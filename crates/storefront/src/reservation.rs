//! Stock reservation before checkout.
//!
//! Every cart line is reserved one at a time, in cart order. The pipeline stops
//! at the first refusal; lines reserved before it stay held until the
//! backend's hold expires. A retry starts again from the first line.

use annya_core::{ProductId, SessionId};
use chrono::{DateTime, Duration, Utc};
use serde::{Deserialize, Serialize};
use tracing::{info, instrument, warn};

use crate::api::{ReservationRequest, StorefrontApi};
use crate::cart::{CartItem, CartStore};
use crate::clock::SharedClock;
use crate::error::{CheckoutError, ValidationError, add_breadcrumb};
use crate::storage::KeyValueStore;

/// Period during which reserved stock is held for the shopper.
#[derive(Debug, Clone, Copy, PartialEq, Eq, Serialize, Deserialize)]
pub struct ReservationWindow {
    pub reserved_at: DateTime<Utc>,
    pub expires_at: DateTime<Utc>,
}

impl ReservationWindow {
    /// Window of length `ttl` starting at `now`, saturating at the latest
    /// representable instant.
    #[must_use]
    pub fn starting_at(now: DateTime<Utc>, ttl: Duration) -> Self {
        Self {
            reserved_at: now,
            expires_at: now
                .checked_add_signed(ttl)
                .unwrap_or(DateTime::<Utc>::MAX_UTC),
        }
    }

    /// Time left, never negative.
    #[must_use]
    pub fn remaining(&self, now: DateTime<Utc>) -> Duration {
        (self.expires_at - now).max(Duration::zero())
    }

    #[must_use]
    pub fn is_expired(&self, now: DateTime<Utc>) -> bool {
        now >= self.expires_at
    }

    /// Countdown text such as `4:05`.
    #[must_use]
    pub fn format_remaining(&self, now: DateTime<Utc>) -> String {
        let secs = self.remaining(now).num_seconds();
        format!("{}:{:02}", secs / 60, secs % 60)
    }
}

/// The line that could not be reserved.
#[derive(Debug, Clone, PartialEq, Eq)]
pub struct ReservationFailure {
    pub product_id: ProductId,
    pub name: String,
    pub reason: String,
}

/// Result of a reservation pass.
#[derive(Debug, Clone, PartialEq, Eq)]
pub enum ReservationOutcome {
    /// Every line is held until the window ends.
    Reserved(ReservationWindow),
    /// A line was refused; later lines were not attempted.
    Rejected(ReservationFailure),
}

impl ReservationOutcome {
    #[must_use]
    pub const fn is_reserved(&self) -> bool {
        matches!(self, Self::Reserved(_))
    }

    /// Turn a rejection into a [`CheckoutError::Reservation`].
    ///
    /// # Errors
    ///
    /// Returns the rejection as an error.
    pub fn into_result(self) -> Result<ReservationWindow, CheckoutError> {
        match self {
            Self::Reserved(window) => Ok(window),
            Self::Rejected(failure) => Err(CheckoutError::Reservation(failure)),
        }
    }
}

/// Runs the sequential reservation pipeline.
#[derive(Clone)]
pub struct ReservationCoordinator<A> {
    api: A,
    clock: SharedClock,
    ttl: Duration,
}

impl<A: StorefrontApi> ReservationCoordinator<A> {
    #[must_use]
    pub fn new(api: A, clock: SharedClock, ttl: Duration) -> Self {
        Self { api, clock, ttl }
    }

    /// Reserve every line of a hydrated cart.
    ///
    /// # Errors
    ///
    /// Returns [`ValidationError::CartNotLoaded`] before hydration and
    /// [`ValidationError::EmptyCart`] for an empty cart. No request is made in
    /// either case.
    pub async fn reserve_cart<S: KeyValueStore>(
        &self,
        cart: &CartStore<S>,
    ) -> Result<ReservationOutcome, ValidationError> {
        let session_id = cart.session_id().ok_or(ValidationError::CartNotLoaded)?;
        self.reserve_all(cart.items(), session_id).await
    }

    /// Reserve `items` in order, stopping at the first refusal.
    ///
    /// # Errors
    ///
    /// Returns [`ValidationError::EmptyCart`] when `items` is empty.
    #[instrument(skip_all, fields(session_id = %session_id, items = items.len()))]
    pub async fn reserve_all(
        &self,
        items: &[CartItem],
        session_id: &SessionId,
    ) -> Result<ReservationOutcome, ValidationError> {
        if items.is_empty() {
            return Err(ValidationError::EmptyCart);
        }

        for item in items {
            let request = ReservationRequest {
                product_id: item.id.clone(),
                session_id: session_id.clone(),
            };

            if let Err(e) = self.api.reserve(&request).await {
                let reason = e
                    .detail()
                    .map_or_else(|| "Please try again".to_string(), str::to_string);
                warn!(
                    product_id = %item.id,
                    error = %e,
                    "Reservation refused, stopping"
                );
                return Ok(ReservationOutcome::Rejected(ReservationFailure {
                    product_id: item.id.clone(),
                    name: item.name.clone(),
                    reason,
                }));
            }
        }

        let window = ReservationWindow::starting_at(self.clock.now(), self.ttl);
        info!(expires_at = %window.expires_at, "Cart reserved");
        add_breadcrumb("checkout", "Cart reserved", None);
        Ok(ReservationOutcome::Reserved(window))
    }
}

#[cfg(test)]
#[allow(clippy::unwrap_used)]
mod tests {
    use std::sync::Arc;

    use rust_decimal::Decimal;

    use super::*;
    use crate::cart::CartProduct;
    use crate::clock::FixedClock;
    use crate::mocks::MockApi;
    use crate::storage::MemoryStore;

    fn start() -> DateTime<Utc> {
        DateTime::parse_from_rfc3339("2026-03-01T10:00:00Z")
            .unwrap()
            .with_timezone(&Utc)
    }

    fn coordinator(api: MockApi) -> ReservationCoordinator<MockApi> {
        ReservationCoordinator::new(
            api,
            Arc::new(FixedClock::new(start())),
            Duration::minutes(5),
        )
    }

    fn cart(ids: &[&str]) -> CartStore<MemoryStore> {
        let mut cart = CartStore::open(MemoryStore::new().with_entry("sessionId", "s-1"));
        for id in ids {
            cart.add_to_cart(
                CartProduct {
                    id: ProductId::new(*id),
                    name: format!("Item {id}"),
                    price: Decimal::from(100),
                    category: None,
                    image: None,
                },
                1,
            );
        }
        cart
    }

    #[tokio::test]
    async fn test_reserves_every_item_in_order() {
        let api = MockApi::new();
        let outcome = coordinator(api.clone())
            .reserve_cart(&cart(&["a", "b", "c"]))
            .await
            .unwrap();

        let ReservationOutcome::Reserved(window) = outcome else {
            panic!("expected reservation");
        };
        assert_eq!(window.expires_at, start() + Duration::minutes(5));

        let calls = api.reservations();
        let ids: Vec<_> = calls.iter().map(|r| r.product_id.as_str()).collect();
        assert_eq!(ids, ["a", "b", "c"]);
        assert!(calls.iter().all(|r| r.session_id.as_str() == "s-1"));
    }

    #[tokio::test]
    async fn test_stops_at_first_failure() {
        let api = MockApi::new().with_reservation_failure("b", "Only 0 left in stock");
        let outcome = coordinator(api.clone())
            .reserve_cart(&cart(&["a", "b", "c"]))
            .await
            .unwrap();

        assert_eq!(
            outcome,
            ReservationOutcome::Rejected(ReservationFailure {
                product_id: ProductId::new("b"),
                name: "Item b".to_string(),
                reason: "Only 0 left in stock".to_string(),
            })
        );
        let ids: Vec<_> = api
            .reservations()
            .iter()
            .map(|r| r.product_id.as_str().to_string())
            .collect();
        assert_eq!(ids, ["a", "b"]);
    }

    #[tokio::test]
    async fn test_empty_cart_makes_no_calls() {
        let api = MockApi::new();
        let err = coordinator(api.clone())
            .reserve_cart(&cart(&[]))
            .await
            .unwrap_err();

        assert!(matches!(err, ValidationError::EmptyCart));
        assert!(api.reservations().is_empty());
    }

    #[tokio::test]
    async fn test_unhydrated_cart_is_refused() {
        let api = MockApi::new();
        let cart = CartStore::unhydrated(MemoryStore::new());
        let err = coordinator(api).reserve_cart(&cart).await.unwrap_err();
        assert!(matches!(err, ValidationError::CartNotLoaded));
    }

    #[tokio::test]
    async fn test_rejection_converts_to_checkout_error() {
        let api = MockApi::new().with_reservation_failure("a", "Held by another shopper");
        let err = coordinator(api)
            .reserve_cart(&cart(&["a"]))
            .await
            .unwrap()
            .into_result()
            .unwrap_err();

        assert_eq!(
            err.user_message(),
            "Could not reserve Item a: Held by another shopper"
        );
    }

    #[test]
    fn test_window_countdown() {
        let window = ReservationWindow::starting_at(start(), Duration::minutes(5));

        assert_eq!(window.format_remaining(start()), "5:00");
        assert_eq!(
            window.format_remaining(start() + Duration::seconds(55)),
            "4:05"
        );
        assert!(!window.is_expired(start() + Duration::seconds(299)));

        let later = start() + Duration::minutes(6);
        assert!(window.is_expired(later));
        assert_eq!(window.remaining(later), Duration::zero());
        assert_eq!(window.format_remaining(later), "0:00");
    }

    #[test]
    fn test_oversized_ttl_saturates() {
        let window = ReservationWindow::starting_at(start(), Duration::days(10_000_000_000));
        assert_eq!(window.expires_at, DateTime::<Utc>::MAX_UTC);
        assert!(!window.is_expired(start()));
    }
}
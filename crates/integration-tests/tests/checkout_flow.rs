//! Reserve, coupon and order submission against the mock backend.

#![allow(clippy::unwrap_used)]

use std::time::Duration;

use annya_integration_tests::{TestBackend, product, token};
use annya_storefront::CheckoutError;
use annya_storefront::api::{ApiClient, StorefrontApi};
use annya_storefront::checkout::{CheckoutSession, CheckoutState, FormField};
use annya_storefront::config::CheckoutConfig;
use annya_storefront::storage::{KeyValueStore, MemoryStore};
use rust_decimal::Decimal;
use serde_json::json;
use wiremock::matchers::{method, path};
use wiremock::{Mock, ResponseTemplate};

fn fill_form<S: KeyValueStore, A: StorefrontApi>(session: &mut CheckoutSession<'_, S, A>) {
    for (field, value) in [
        (FormField::Email, "priya@example.in"),
        (FormField::Phone, "9876543210"),
        (FormField::FirstName, "Priya"),
        (FormField::LastName, "Sharma"),
        (FormField::Address, "12 Banjara Hills"),
        (FormField::City, "Hyderabad"),
        (FormField::PostalCode, "500034"),
    ] {
        session.set_field(field, value);
    }
}

async fn mount_ok(backend: &TestBackend, endpoint: &str, body: serde_json::Value) {
    Mock::given(method("POST"))
        .and(path(endpoint))
        .respond_with(ResponseTemplate::new(200).set_body_json(body))
        .mount(&backend.server)
        .await;
}

fn receipt() -> serde_json::Value {
    json!({"success": true, "orderId": "o-1", "orderNumber": "ANN-1001"})
}

fn storefront(backend: &TestBackend) -> annya_storefront::Storefront<MemoryStore, ApiClient> {
    let mut store = backend.storefront(CheckoutConfig::default());
    store
        .cart_mut()
        .add_to_cart(product("anklet-1", "Silver Anklet", 1200), 2);
    store
        .cart_mut()
        .add_to_cart(product("bangle-1", "Gold Bangle", 3000), 1);
    store
}

#[tokio::test]
async fn test_full_checkout() {
    let backend = TestBackend::start().await;
    mount_ok(&backend, "/api/cart/reserve", json!({"success": true})).await;
    mount_ok(
        &backend,
        "/api/coupons/verify",
        json!({"code": "FEST", "discountAmount": 500.0}),
    )
    .await;
    mount_ok(&backend, "/api/orders", receipt()).await;
    mount_ok(&backend, "/api/cart/convert", json!({"success": true})).await;
    mount_ok(&backend, "/api/cart/save", json!({"success": true})).await;

    let mut store = storefront(&backend);
    store.apply_coupon("FEST").await.unwrap();

    let mut session = store.proceed_to_checkout().await.unwrap();
    assert!(session.time_left().is_some());
    fill_form(&mut session);

    let summary = session.summary();
    assert_eq!(summary.subtotal, Decimal::from(5400));
    assert_eq!(summary.discount, Decimal::from(500));
    assert_eq!(summary.shipping, Decimal::from(100));
    assert_eq!(summary.total, Decimal::from(5000));

    let receipt = session.submit_order(Some(&token())).await.unwrap();
    assert_eq!(receipt.order_number, "ANN-1001");
    assert!(matches!(session.state(), CheckoutState::OrderPlaced(_)));
    assert!(session.idempotency_key().is_none());
    drop(session);

    assert!(store.cart().is_empty());
    assert!(store.cart().coupon().is_none());

    let reserves = backend.bodies("/api/cart/reserve").await;
    assert_eq!(reserves.len(), 2);
    assert_eq!(reserves[0]["product_id"], "anklet-1");
    assert_eq!(reserves[1]["product_id"], "bangle-1");

    let coupon = &backend.bodies("/api/coupons/verify").await[0];
    assert_eq!(coupon["orderTotal"], json!(5400.0));

    let order = &backend.bodies("/api/orders").await[0];
    assert_eq!(order["couponCode"], "FEST");
    assert_eq!(order["paymentMethod"], "cod");
    assert_eq!(order["items"][0], json!({"productId": "anklet-1", "quantity": 2}));
    assert_eq!(order["shippingAddress"]["state"], "Telangana");
    assert_eq!(order["sessionId"], reserves[0]["session_id"]);

    let converts = backend.bodies("/api/cart/convert").await;
    assert_eq!(converts, vec![json!({"email": "priya@example.in"})]);
}

#[tokio::test]
async fn test_reservation_stops_at_first_refusal() {
    let backend = TestBackend::start().await;
    Mock::given(method("POST"))
        .and(path("/api/cart/reserve"))
        .respond_with(
            ResponseTemplate::new(409).set_body_json(json!({"detail": "Only 1 left in stock"})),
        )
        .mount(&backend.server)
        .await;

    let mut store = storefront(&backend);
    store
        .cart_mut()
        .add_to_cart(product("ring-1", "Solitaire Ring", 900), 1);

    let err = store.proceed_to_checkout().await.err().unwrap();
    assert_eq!(
        err.user_message(),
        "Could not reserve Silver Anklet: Only 1 left in stock"
    );
    assert_eq!(backend.bodies("/api/cart/reserve").await.len(), 1);
    assert_eq!(store.cart().items().len(), 3);
}

#[tokio::test]
async fn test_retry_after_server_error_reuses_key() {
    let backend = TestBackend::start().await;
    mount_ok(&backend, "/api/cart/convert", json!({"success": true})).await;
    mount_ok(&backend, "/api/cart/save", json!({"success": true})).await;
    Mock::given(method("POST"))
        .and(path("/api/orders"))
        .respond_with(ResponseTemplate::new(503).set_body_string("Service Unavailable"))
        .up_to_n_times(1)
        .with_priority(1)
        .mount(&backend.server)
        .await;
    Mock::given(method("POST"))
        .and(path("/api/orders"))
        .respond_with(ResponseTemplate::new(200).set_body_json(receipt()))
        .with_priority(2)
        .mount(&backend.server)
        .await;

    let mut store = storefront(&backend);
    let mut session = store.checkout(None).unwrap();
    fill_form(&mut session);

    let err = session.submit_order(Some(&token())).await.unwrap_err();
    assert!(err.is_retryable());
    assert_eq!(err.user_message(), "Failed to place order. Please try again.");
    assert_eq!(session.state(), &CheckoutState::Editing);
    assert_eq!(session.cart().items().len(), 2);

    session.submit_order(Some(&token())).await.unwrap();

    let orders = backend.bodies("/api/orders").await;
    assert_eq!(orders.len(), 2);
    assert_eq!(orders[0]["idempotencyKey"], orders[1]["idempotencyKey"]);

    let err = session.submit_order(Some(&token())).await.unwrap_err();
    assert!(matches!(err, CheckoutError::AlreadyPlaced));
}

#[tokio::test]
async fn test_rejected_order_keeps_cart_and_shows_detail() {
    let backend = TestBackend::start().await;
    Mock::given(method("POST"))
        .and(path("/api/orders"))
        .respond_with(
            ResponseTemplate::new(400)
                .set_body_json(json!({"detail": "Cash on delivery unavailable for this PIN code"})),
        )
        .mount(&backend.server)
        .await;

    let mut store = storefront(&backend);
    let mut session = store.checkout(None).unwrap();
    fill_form(&mut session);

    let err = session.submit_order(Some(&token())).await.unwrap_err();
    assert!(!err.is_retryable());
    assert_eq!(
        err.user_message(),
        "Cash on delivery unavailable for this PIN code"
    );
    drop(session);
    assert_eq!(store.cart().items().len(), 2);
}

#[tokio::test]
async fn test_created_response_without_success_flag_places_order() {
    let backend = TestBackend::start().await;
    mount_ok(&backend, "/api/cart/convert", json!({"success": true})).await;
    mount_ok(&backend, "/api/cart/save", json!({"success": true})).await;
    Mock::given(method("POST"))
        .and(path("/api/orders"))
        .respond_with(
            ResponseTemplate::new(201).set_body_json(json!({"orderId": "o-9", "orderNumber": "ANN-9"})),
        )
        .mount(&backend.server)
        .await;

    let mut store = storefront(&backend);
    let mut session = store.checkout(None).unwrap();
    fill_form(&mut session);

    let receipt = session.submit_order(Some(&token())).await.unwrap();
    assert_eq!(receipt.order_number, "ANN-9");
    assert!(matches!(session.state(), CheckoutState::OrderPlaced(_)));
    drop(session);
    assert!(store.cart().is_empty());
}

#[tokio::test]
async fn test_explicit_success_false_is_rejected() {
    let backend = TestBackend::start().await;
    Mock::given(method("POST"))
        .and(path("/api/orders"))
        .respond_with(ResponseTemplate::new(200).set_body_json(
            json!({"success": false, "orderId": "o-9", "orderNumber": "ANN-9"}),
        ))
        .mount(&backend.server)
        .await;

    let mut store = storefront(&backend);
    let mut session = store.checkout(None).unwrap();
    fill_form(&mut session);

    let err = session.submit_order(Some(&token())).await.unwrap_err();
    assert!(matches!(err, CheckoutError::OrderRejected(_)));
    drop(session);
    assert_eq!(store.cart().items().len(), 2);
}

#[tokio::test]
async fn test_missing_or_refused_credential() {
    let backend = TestBackend::start().await;
    Mock::given(method("POST"))
        .and(path("/api/orders"))
        .respond_with(ResponseTemplate::new(401).set_body_json(json!({"detail": "Not authenticated"})))
        .mount(&backend.server)
        .await;

    let mut store = storefront(&backend);
    let mut session = store.checkout(None).unwrap();
    fill_form(&mut session);

    let err = session.submit_order(None).await.unwrap_err();
    assert!(matches!(err, CheckoutError::AuthenticationRequired));
    assert!(backend.bodies("/api/orders").await.is_empty());

    let err = session.submit_order(Some(&token())).await.unwrap_err();
    assert!(matches!(err, CheckoutError::AuthenticationRequired));
    assert_eq!(err.user_message(), "Please login to place an order");
}

#[tokio::test]
async fn test_email_edit_sends_abandoned_cart_snapshot() {
    let backend = TestBackend::start().await;
    mount_ok(&backend, "/api/cart/save", json!({"success": true})).await;

    let mut store = backend.storefront(CheckoutConfig {
        cart_save_debounce: Duration::from_millis(50),
        ..CheckoutConfig::default()
    });
    store
        .cart_mut()
        .add_to_cart(product("anklet-1", "Silver Anklet", 1200), 1);

    let mut session = store.checkout(None).unwrap();
    session.set_field(FormField::FirstName, "Priya");
    session.set_field(FormField::Email, "priya@");
    session.set_field(FormField::Email, "priya@example.in");
    assert!(session.has_pending_cart_save());

    tokio::time::sleep(Duration::from_millis(400)).await;

    let saves = backend.bodies("/api/cart/save").await;
    assert_eq!(saves.len(), 1);
    assert_eq!(saves[0]["email"], "priya@example.in");
    assert_eq!(saves[0]["customer_name"], "Priya");
    assert_eq!(saves[0]["phone"], json!(null));
    assert_eq!(saves[0]["cart_total"], json!(1200.0));
    assert_eq!(saves[0]["items"][0]["quantity"], 1);
}
//! Coupon verification.
//!
//! Codes are verified against the backend with the current cart subtotal. A
//! verified coupon replaces whatever coupon the cart held; any failure leaves
//! the cart's coupon untouched.

use rust_decimal::Decimal;
use thiserror::Error;
use tracing::{info, instrument, warn};

use crate::api::{ApiError, CouponRequest, StorefrontApi};
use crate::cart::{CartStore, Coupon};
use crate::error::add_breadcrumb;
use crate::storage::KeyValueStore;

/// Errors that can occur when applying a coupon.
#[derive(Debug, Error)]
pub enum CouponError {
    /// The code is blank.
    #[error("Please enter a coupon code")]
    Empty,

    /// The backend refused the code (unknown, expired, minimum not met).
    #[error("Coupon rejected: {0}")]
    Rejected(String),

    /// The backend could not be reached or failed.
    #[error("Coupon service unavailable: {0}")]
    Unavailable(#[source] ApiError),

    /// The backend returned a negative discount.
    #[error("Coupon returned an invalid discount")]
    InvalidDiscount,
}

impl CouponError {
    /// Text shown next to the coupon field.
    #[must_use]
    pub fn user_message(&self) -> String {
        match self {
            Self::Empty => "Please enter a coupon code".to_string(),
            Self::Rejected(detail) => detail.clone(),
            Self::Unavailable(_) => "Failed to apply coupon. Please try again.".to_string(),
            Self::InvalidDiscount => "Invalid coupon code".to_string(),
        }
    }
}

impl From<ApiError> for CouponError {
    fn from(err: ApiError) -> Self {
        if err.is_transient() {
            return Self::Unavailable(err);
        }
        match err.detail() {
            Some(detail) => Self::Rejected(detail.to_string()),
            None => Self::Unavailable(err),
        }
    }
}

/// Resolves coupon codes through the backend.
#[derive(Debug, Clone)]
pub struct CouponValidator<A> {
    api: A,
}

impl<A: StorefrontApi> CouponValidator<A> {
    #[must_use]
    pub const fn new(api: A) -> Self {
        Self { api }
    }

    /// Verify a code against an order total without touching any cart.
    ///
    /// # Errors
    ///
    /// Returns [`CouponError::Empty`] for a blank code (no request is made),
    /// the backend's rejection, or [`CouponError::Unavailable`].
    #[instrument(skip(self))]
    pub async fn verify(&self, code: &str, order_total: Decimal) -> Result<Coupon, CouponError> {
        let code = code.trim();
        if code.is_empty() {
            return Err(CouponError::Empty);
        }

        let request = CouponRequest {
            code: code.to_string(),
            order_total,
        };
        let coupon = self.api.verify_coupon(&request).await?;
        if coupon.discount_amount.is_sign_negative() {
            warn!(code, amount = %coupon.discount_amount, "Backend returned negative discount");
            return Err(CouponError::InvalidDiscount);
        }
        Ok(coupon)
    }

    /// Verify a code against the cart subtotal and apply it on success.
    ///
    /// # Errors
    ///
    /// See [`verify`](Self::verify). The cart's existing coupon is unchanged
    /// on error.
    pub async fn apply<S: KeyValueStore>(
        &self,
        cart: &mut CartStore<S>,
        code: &str,
    ) -> Result<Coupon, CouponError> {
        let coupon = self.verify(code, cart.cart_total()).await?;

        info!(
            code = %coupon.code,
            discount = %coupon.discount_amount,
            "Coupon applied"
        );
        add_breadcrumb("cart", "Coupon applied", Some(&[("code", &coupon.code)]));

        cart.apply_coupon(coupon.clone());
        Ok(coupon)
    }
}

#[cfg(test)]
#[allow(clippy::unwrap_used)]
mod tests {
    use annya_core::ProductId;

    use super::*;
    use crate::cart::CartProduct;
    use crate::mocks::MockApi;
    use crate::storage::MemoryStore;

    fn cart_worth(amount: i64) -> CartStore<MemoryStore> {
        let mut cart = CartStore::open(MemoryStore::new());
        cart.add_to_cart(
            CartProduct {
                id: ProductId::new("p1"),
                name: "Ring".to_string(),
                price: Decimal::from(amount),
                category: None,
                image: None,
            },
            1,
        );
        cart
    }

    #[tokio::test]
    async fn test_apply_sends_subtotal_and_stores_coupon() {
        let api = MockApi::new().with_coupon(Coupon::new("SAVE200", Decimal::from(200)));
        let mut cart = cart_worth(2000);

        let coupon = CouponValidator::new(api.clone())
            .apply(&mut cart, "  SAVE200 ")
            .await
            .unwrap();

        assert_eq!(coupon.code, "SAVE200");
        assert_eq!(cart.discount(), Decimal::from(200));
        let requests = api.coupon_requests();
        assert_eq!(requests.len(), 1);
        assert_eq!(requests[0].code, "SAVE200");
        assert_eq!(requests[0].order_total, Decimal::from(2000));
    }

    #[tokio::test]
    async fn test_rejection_keeps_existing_coupon() {
        let api = MockApi::new()
            .with_coupon(Coupon::new("OLD", Decimal::from(50)))
            .with_coupon_rejection("EXPIRED", 400, "Coupon has expired");
        let mut cart = cart_worth(2000);
        let validator = CouponValidator::new(api);

        validator.apply(&mut cart, "OLD").await.unwrap();
        let err = validator.apply(&mut cart, "EXPIRED").await.unwrap_err();

        assert!(matches!(&err, CouponError::Rejected(d) if d == "Coupon has expired"));
        assert_eq!(err.user_message(), "Coupon has expired");
        assert_eq!(cart.coupon().unwrap().code, "OLD");
    }

    #[tokio::test]
    async fn test_unknown_code_is_rejected() {
        let api = MockApi::new();
        let mut cart = cart_worth(2000);

        let err = CouponValidator::new(api)
            .apply(&mut cart, "NOPE")
            .await
            .unwrap_err();

        assert!(matches!(err, CouponError::Rejected(_)));
        assert!(cart.coupon().is_none());
    }

    #[tokio::test]
    async fn test_blank_code_makes_no_request() {
        let api = MockApi::new();
        let mut cart = cart_worth(2000);

        let err = CouponValidator::new(api.clone())
            .apply(&mut cart, "   ")
            .await
            .unwrap_err();

        assert!(matches!(err, CouponError::Empty));
        assert!(api.coupon_requests().is_empty());
    }

    #[tokio::test]
    async fn test_server_failure_is_unavailable() {
        let api = MockApi::new().with_coupon_rejection("SAVE", 503, "maintenance");
        let mut cart = cart_worth(2000);

        let err = CouponValidator::new(api)
            .apply(&mut cart, "SAVE")
            .await
            .unwrap_err();

        assert!(matches!(err, CouponError::Unavailable(_)));
        assert!(cart.coupon().is_none());
    }
}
________
To do: Take the lines from the top of the data through the one that contains "for the shopper." and copy them exactly, leaving out every line after it.

Task response:
filename crates/storefront/src/reservation.rs
//! Stock reservation before checkout.
//!
//! Every cart line is reserved one at a time, in cart order. The pipeline stops
//! at the first refusal; lines reserved before it stay held until the
//! backend's hold expires. A retry starts again from the first line.

use annya_core::{ProductId, SessionId};
use chrono::{DateTime, Duration, Utc};
use serde::{Deserialize, Serialize};
use tracing::{info, instrument, warn};

use crate::api::{ReservationRequest, StorefrontApi};
use crate::cart::{CartItem, CartStore};
use crate::clock::SharedClock;
use crate::error::{CheckoutError, ValidationError, add_breadcrumb};
use crate::storage::KeyValueStore;

/// Period during which reserved stock is held for the shopper.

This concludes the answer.